Modulating the pore and electronic structure for targeted recovery of platinum: Accelerated kinetic and reinforced coordination

Adsorption for recovery of low-concentration platinum (Pt) from the complex composition of acidic digestates was challenging because of slow kinetic and poor affinity. It was expected to be overcome by the improvement of pore size distribution and adsorption site activity. Herein, a series of Prussian blue etchings (PBE) with porosity-rich and activity-high cyano (CN) was synthesized to recover low-concentration Pt. The N2 isotherm results showed that the pore structure evolved from mesoporous to microporous. The Fourier transform infrared spectroscopy (FT-IR), X-ray photoelectron spectroscopy (XPS), and density functional theory (DFT) calculations results revealed that the modulation of electronic structure converted FeII to FeIII in [FeII(CN)6]4−. The coexistence of micro- and meso-pore structures provided channels to accelerate adsorption and ensured PtII enrichment. The regulation of Fe valence state activated CN, which reinforced the strength of coordination interaction between Pt and Fe-CN- at N-atom. The adsorption rate and maximum capacity of PBE1 were 4.4 and 2.5 times higher than those of PB, respectively, due to the dual efficacy of accelerated kinetic and reinforced coordination.
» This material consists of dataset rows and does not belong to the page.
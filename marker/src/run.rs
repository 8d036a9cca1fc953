//! Grades a whole roster against one compiled scheme.
//!
//! Each student's load and evaluation runs on the tokio blocking pool. Handles are
//! awaited in roster order and folded into a single [`RunAggregate`], so the output
//! order and the statistics do not depend on scheduling.

use crate::MarkingJob;
use crate::error::MarkerError;
use crate::evaluator::{Submission, skipped_feedback};
use crate::scheme::GradingScheme;
use crate::scorer::{RunAggregate, RunSummary};
use crate::traits::comparator::SubmissionComparator;
use crate::traits::source::SubmissionSource;
use crate::types::{Annotation, AnnotationKind, Student, StudentFeedback};
use std::sync::Arc;
use tracing::{error, info};

/// Everything a run produced, in roster order.
#[derive(Debug, Clone)]
pub struct RunOutcome {
    pub feedback: Vec<StudentFeedback>,
    pub summary: RunSummary,
}

/// Reads every file the scheme references for one student.
pub fn load_submission(
    scheme: &GradingScheme,
    student: &Student,
    source: &dyn SubmissionSource,
) -> Submission {
    let mut submission = Submission::new();
    for file in scheme.files() {
        submission.insert(file.as_deref(), source.load(student, file.as_deref()));
    }
    submission
}

/// Marks every student with `comparator` and folds the results into run statistics.
pub async fn grade_students(
    scheme: Arc<GradingScheme>,
    students: Vec<Student>,
    source: Arc<dyn SubmissionSource>,
    comparator: Arc<dyn SubmissionComparator>,
    pass_threshold: f64,
) -> RunOutcome {
    info!(
        students = students.len(),
        tasks = scheme.tasks.len(),
        lines = scheme.line_count(),
        "grading started"
    );

    let handles: Vec<_> = students
        .iter()
        .cloned()
        .map(|student| {
            let scheme = Arc::clone(&scheme);
            let source = Arc::clone(&source);
            let comparator = Arc::clone(&comparator);
            tokio::task::spawn_blocking(move || {
                MarkingJob::from_source(&scheme, &student, source.as_ref())
                    .with_comparator(comparator)
                    .mark()
            })
        })
        .collect();

    let mut aggregate = RunAggregate::new(&scheme, pass_threshold);
    let mut feedback = Vec::with_capacity(students.len());

    for (student, handle) in students.iter().zip(handles) {
        let result = match handle.await {
            Ok(result) => result,
            Err(err) => {
                error!(username = %student.username, error = %err, "grading task failed");
                skipped_feedback(
                    &scheme,
                    student,
                    Annotation {
                        kind: AnnotationKind::Internal,
                        message: MarkerError::TaskFailed(student.username.clone(), err.to_string())
                            .to_string(),
                    },
                )
            }
        };
        info!(
            username = %result.student.username,
            earned = result.earned,
            possible = result.possible,
            status = ?result.status,
            "student graded"
        );
        aggregate.fold(&result);
        feedback.push(result);
    }

    let summary = aggregate.finalize();
    info!(
        graded = summary.graded_students,
        skipped = summary.skipped_students,
        "grading finished"
    );
    RunOutcome { feedback, summary }
}

#[cfg(test)]
mod tests {
    use super::*;
    use crate::comparators::search_comparator::SearchComparator;
    use crate::instantiator::ConcreteMatcher;
    use crate::parsers::answer_key_parser::compile_scheme;
    use crate::scorer::DEFAULT_PASS_THRESHOLD;
    use crate::traits::source::InMemorySource;
    use crate::types::GradingStatus;

    const KEY: &str = "\
(2 Points) Basics
    (1) hostname R{UID}
    (1) service password-encryption
";

    #[tokio::test]
    async fn test_grades_roster_in_order() {
        let scheme = Arc::new(compile_scheme(KEY).unwrap());
        let students = vec![
            Student::new("c", Some("3")),
            Student::new("a", Some("1")),
            Student::new("b", None),
            Student::new("d", Some("4")),
        ];
        let source = InMemorySource::new()
            .with("c", None, "hostname R3\nservice password-encryption")
            .with("a", None, "hostname R9")
            .with("b", None, "hostname R");

        let outcome = grade_students(
            scheme,
            students,
            Arc::new(source),
            Arc::new(SearchComparator),
            DEFAULT_PASS_THRESHOLD,
        )
        .await;

        let order: Vec<_> = outcome.feedback.iter().map(|f| f.student.username.as_str()).collect();
        assert_eq!(order, ["c", "a", "b", "d"]);
        assert_eq!(outcome.feedback[0].earned, 2.0);
        assert_eq!(outcome.feedback[1].earned, 0.0);
        assert_eq!(outcome.feedback[1].status, GradingStatus::Graded);
        assert!(outcome.feedback[2].has_annotation(AnnotationKind::MissingVariable));
        assert!(outcome.feedback[3].has_annotation(AnnotationKind::SubmissionUnavailable));

        let summary = outcome.summary;
        assert_eq!(summary.total_students, 4);
        assert_eq!(summary.graded_students, 2);
        assert_eq!(summary.skipped_students, 2);
        assert_eq!(summary.passing_students, 1);
        assert_eq!(summary.average_score, 1.0);
        assert_eq!(summary.pass_rate, 0.25);
    }

    #[tokio::test]
    async fn test_empty_roster() {
        let scheme = Arc::new(compile_scheme(KEY).unwrap());
        let outcome = grade_students(
            scheme,
            vec![],
            Arc::new(InMemorySource::new()),
            Arc::new(SearchComparator),
            50.0,
        )
        .await;
        assert!(outcome.feedback.is_empty());
        assert_eq!(outcome.summary.total_students, 0);
    }

    struct NeverMatches;

    impl SubmissionComparator for NeverMatches {
        fn compare(&self, _matcher: &ConcreteMatcher, _submission_lines: &[&str]) -> bool {
            false
        }
    }

    #[tokio::test]
    async fn test_run_uses_given_comparator() {
        let scheme = Arc::new(compile_scheme(KEY).unwrap());
        let source =
            InMemorySource::new().with("a", None, "hostname R1\nservice password-encryption");
        let outcome = grade_students(
            scheme,
            vec![Student::new("a", Some("1"))],
            Arc::new(source),
            Arc::new(NeverMatches),
            DEFAULT_PASS_THRESHOLD,
        )
        .await;
        assert_eq!(outcome.feedback[0].status, GradingStatus::Graded);
        assert_eq!(outcome.feedback[0].earned, 0.0);
        assert_eq!(outcome.summary.passing_students, 0);
    }

    #[test]
    fn test_load_submission_reads_each_file_once() {
        let scheme = compile_scheme("#[FILE: R1.txt]\n(1 Points) A\n(1) a\n(1 Points) B\n(1) b").unwrap();
        let source = InMemorySource::new().with("u", Some("R1.txt"), "a\nb");
        let sub = load_submission(&scheme, &Student::new("u", None), &source);
        assert_eq!(sub.text_for("u", Some("R1.txt")).unwrap(), "a\nb");
        assert!(sub.text_for("u", None).is_err());
    }
}
use crate::instantiator::ConcreteMatcher;
use std::sync::Arc;

/// SubmissionComparator is a strategy trait for matching a student's bound line
/// against the lines of their submission.
pub trait SubmissionComparator: Send + Sync {
    /// Returns true when the submission satisfies `matcher`.
    ///
    /// - `matcher`: the line's expression tree bound to this student.
    /// - `submission_lines`: the submission text split into lines.
    fn compare(&self, matcher: &ConcreteMatcher, submission_lines: &[&str]) -> bool;
}

impl<T: SubmissionComparator + ?Sized> SubmissionComparator for Arc<T> {
    fn compare(&self, matcher: &ConcreteMatcher, submission_lines: &[&str]) -> bool {
        (**self).compare(matcher, submission_lines)
    }
}
//! # Variable Binder
//!
//! Resolves the values a student contributes to pattern construction. The scheme
//! declares which placeholders it uses; every one of them must resolve to a
//! non-empty value for the student, otherwise the student cannot be graded and a
//! [`MissingVariableError`] is returned.
//!
//! Resolution rules:
//! - `UID` → the student's UID
//! - `USERNAME` → the student's username
//! - any other `NAME` → the roster column `name` (case-insensitive)

use crate::error::MissingVariableError;
use crate::types::Student;
use std::collections::{BTreeMap, BTreeSet};

/// Mapping from placeholder name to the literal value for one student.
#[derive(Debug, Clone, Default, PartialEq, Eq)]
pub struct VariableBinding(BTreeMap<String, String>);

impl VariableBinding {
    pub fn get(&self, name: &str) -> Option<&str> {
        self.0.get(name).map(String::as_str)
    }

    pub fn insert(&mut self, name: impl Into<String>, value: impl Into<String>) {
        self.0.insert(name.into(), value.into());
    }

    pub fn len(&self) -> usize {
        self.0.len()
    }

    pub fn is_empty(&self) -> bool {
        self.0.is_empty()
    }

    pub fn from_pairs<K, V, I>(pairs: I) -> Self
    where
        K: Into<String>,
        V: Into<String>,
        I: IntoIterator<Item = (K, V)>,
    {
        Self(
            pairs
                .into_iter()
                .map(|(k, v)| (k.into(), v.into()))
                .collect(),
        )
    }
}

/// Builds the binding for `student` covering every name in `placeholders`.
pub fn bind(
    student: &Student,
    placeholders: &BTreeSet<String>,
) -> Result<VariableBinding, MissingVariableError> {
    let mut binding = VariableBinding::default();
    let mut missing = Vec::new();

    for name in placeholders {
        match student.lookup(name).map(str::trim).filter(|v| !v.is_empty()) {
            Some(value) => binding.insert(name.clone(), value),
            None => missing.push(name.clone()),
        }
    }

    if missing.is_empty() {
        Ok(binding)
    } else {
        Err(MissingVariableError {
            username: student.username.clone(),
            variables: missing,
        })
    }
}
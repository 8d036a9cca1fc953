//! # Parsers
//!
//! This module turns raw instructor input into the structures the marker works with.
//! Parsers implement the [`Parser`](crate::traits::parser::Parser) trait so callers get
//! a consistent interface and a [`MarkerError`](crate::error::MarkerError) on failure.
//!
//! The available parsers are:
//! - [`answer_key_parser`]: compiles an answer key into a grading scheme.

pub mod answer_key_parser;
//! File-facing side of the grader: run configuration, roster loading, submission
//! access and report writing. The grading logic itself lives in `marker`.

pub mod config;
pub mod paths;
pub mod roster;
pub mod submission_loader;
pub mod test_helpers;
pub mod writers;
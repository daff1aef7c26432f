//! Cross-thread wake signal for the multiplexer loop.
//!
//! A non-blocking self-pipe. The read end sits in the same `poll(2)` set as
//! the sockets, so one wait observes both I/O and control requests:
//!
//! ```text
//! owner thread ── raise() ──► [write end] ═pipe═ [read end] ◄── poll() ── loop thread
//!                                                     └── drain() after wake
//! ```
//!
//! Raising is edge-clearing: however many times `raise` is called between
//! two drains, the loop wakes at most once more.

use std::io;
use std::os::unix::io::{AsRawFd, FromRawFd, OwnedFd, RawFd};
use std::time::{Duration, Instant};

use crate::fd::{set_cloexec, set_nonblocking};

/// Self-pipe that interrupts a blocked `poll` from another thread.
#[derive(Debug)]
pub struct WakeSignal {
    read: OwnedFd,
    write: OwnedFd,
}

impl WakeSignal {
    /// Creates the pipe pair with both ends non-blocking and close-on-exec.
    ///
    /// Both descriptors are closed again if configuring either end fails.
    pub fn new() -> io::Result<Self> {
        let mut fds: [RawFd; 2] = [-1; 2];
        // SAFETY: `pipe` writes exactly two descriptors into `fds` on success.
        if unsafe { libc::pipe(fds.as_mut_ptr()) } == -1 {
            return Err(io::Error::last_os_error());
        }
        // SAFETY: both descriptors were just created and are owned by nobody else.
        let (read, write) = unsafe { (OwnedFd::from_raw_fd(fds[0]), OwnedFd::from_raw_fd(fds[1])) };

        for fd in [read.as_raw_fd(), write.as_raw_fd()] {
            set_nonblocking(fd)?;
            set_cloexec(fd)?;
        }

        Ok(Self { read, write })
    }

    /// Wakes the loop's current or next `poll`. Callable from any thread.
    ///
    /// A full pipe already guarantees a pending wake, so `EAGAIN` is ignored.
    pub fn raise(&self) {
        let byte = [1u8];
        loop {
            // SAFETY: writes one byte from a live stack buffer to our own fd.
            let n = unsafe { libc::write(self.write.as_raw_fd(), byte.as_ptr().cast(), 1) };
            if n >= 0 {
                return;
            }
            let err = io::Error::last_os_error();
            match err.kind() {
                io::ErrorKind::Interrupted => continue,
                io::ErrorKind::WouldBlock => return,
                _ => {
                    log::warn!("[wake] raise failed: {err}");
                    return;
                }
            }
        }
    }

    /// Consumes every pending raise. Called only from the loop thread.
    ///
    /// Returns the number of bytes discarded.
    pub fn drain(&self) -> usize {
        let mut buf = [0u8; 64];
        let mut total = 0;
        loop {
            // SAFETY: reads into a live stack buffer of the stated length.
            let n = unsafe { libc::read(self.read.as_raw_fd(), buf.as_mut_ptr().cast(), buf.len()) };
            if n > 0 {
                total += n as usize;
                continue;
            }
            if n < 0 && io::Error::last_os_error().kind() == io::ErrorKind::Interrupted {
                continue;
            }
            // 0 cannot happen while we hold the write end; EAGAIN means empty.
            return total;
        }
    }

    /// Blocks up to `timeout` for a raise, without draining it.
    ///
    /// Returns `true` if the signal was raised. Used for the client's
    /// reconnect interval so `stop` never waits out a full interval.
    pub fn wait_timeout(&self, timeout: Duration) -> io::Result<bool> {
        let deadline = Instant::now() + timeout;
        loop {
            let remaining = deadline.saturating_duration_since(Instant::now());
            let mut pfd = libc::pollfd {
                fd: self.read.as_raw_fd(),
                events: libc::POLLIN,
                revents: 0,
            };
            let millis = remaining.as_millis().min(i32::MAX as u128) as i32;
            // SAFETY: `pfd` is a single valid pollfd for the duration of the call.
            let ret = unsafe { libc::poll(&mut pfd, 1, millis) };
            if ret > 0 {
                return Ok(pfd.revents & libc::POLLIN != 0);
            }
            if ret == 0 {
                return Ok(false);
            }
            let err = io::Error::last_os_error();
            if err.kind() != io::ErrorKind::Interrupted {
                return Err(err);
            }
        }
    }
}

impl AsRawFd for WakeSignal {
    /// The read end, to be registered in a poll set.
    fn as_raw_fd(&self) -> RawFd {
        self.read.as_raw_fd()
    }
}
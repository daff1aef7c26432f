//! Crate-wide defaults for sockbus.
//!
//! These are the values [`IpcConfig::default`](crate::IpcConfig) is built
//! from. Grouped by the engine that consumes them.

use std::time::Duration;

// ============================================================================
// Endpoint naming
// ============================================================================

/// Prefix prepended to an endpoint name to form its socket path.
///
/// `"chat"` becomes `/tmp/sockbus.chat`.
pub const DEFAULT_SOCKET_PREFIX: &str = "/tmp/sockbus.";

/// Maximum path length for a Unix domain socket.
///
/// `sun_path` is 104 bytes on macOS and 108 on Linux; the smaller limit is
/// used everywhere so a path that works on one platform works on both.
pub const MAX_SOCKET_PATH: usize = 104;

// ============================================================================
// Multiplexer loop
// ============================================================================

/// Size of the scratch region each bounded read lands in.
///
/// A single readiness event may need several reads of this size; the
/// connection buffer grows to hold all of them.
pub const DEFAULT_READ_BUFFER_SIZE: usize = 4096;

// ============================================================================
// Server
// ============================================================================

/// Pending-connection queue length passed to `listen(2)`.
pub const DEFAULT_BACKLOG: i32 = 16;

// ============================================================================
// Client
// ============================================================================

/// Fixed interval between client connect attempts.
///
/// There is no backoff growth: every failed attempt waits exactly this long.
pub const DEFAULT_RECONNECT_TIMEOUT: Duration = Duration::from_secs(10);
This study systematically analyzes the pivotal role of pore and electronic structure modulation in adsorption kinetic and affinity, which provides a novel strategy for PtII targeted recovery. [Display omitted] •A porosity-rich and CN-activated Prussian blue is prepared by simple acid etching.•PBE1 exhibits 2.5- and 4.4-fold rise in adsorption capacity and rate compared to PB.•Modulating pore structure accelerates adsorption kinetic and ensures PtII enrichment.•Regulating Fe valence state to activate CN and reinforce coordination with PtII.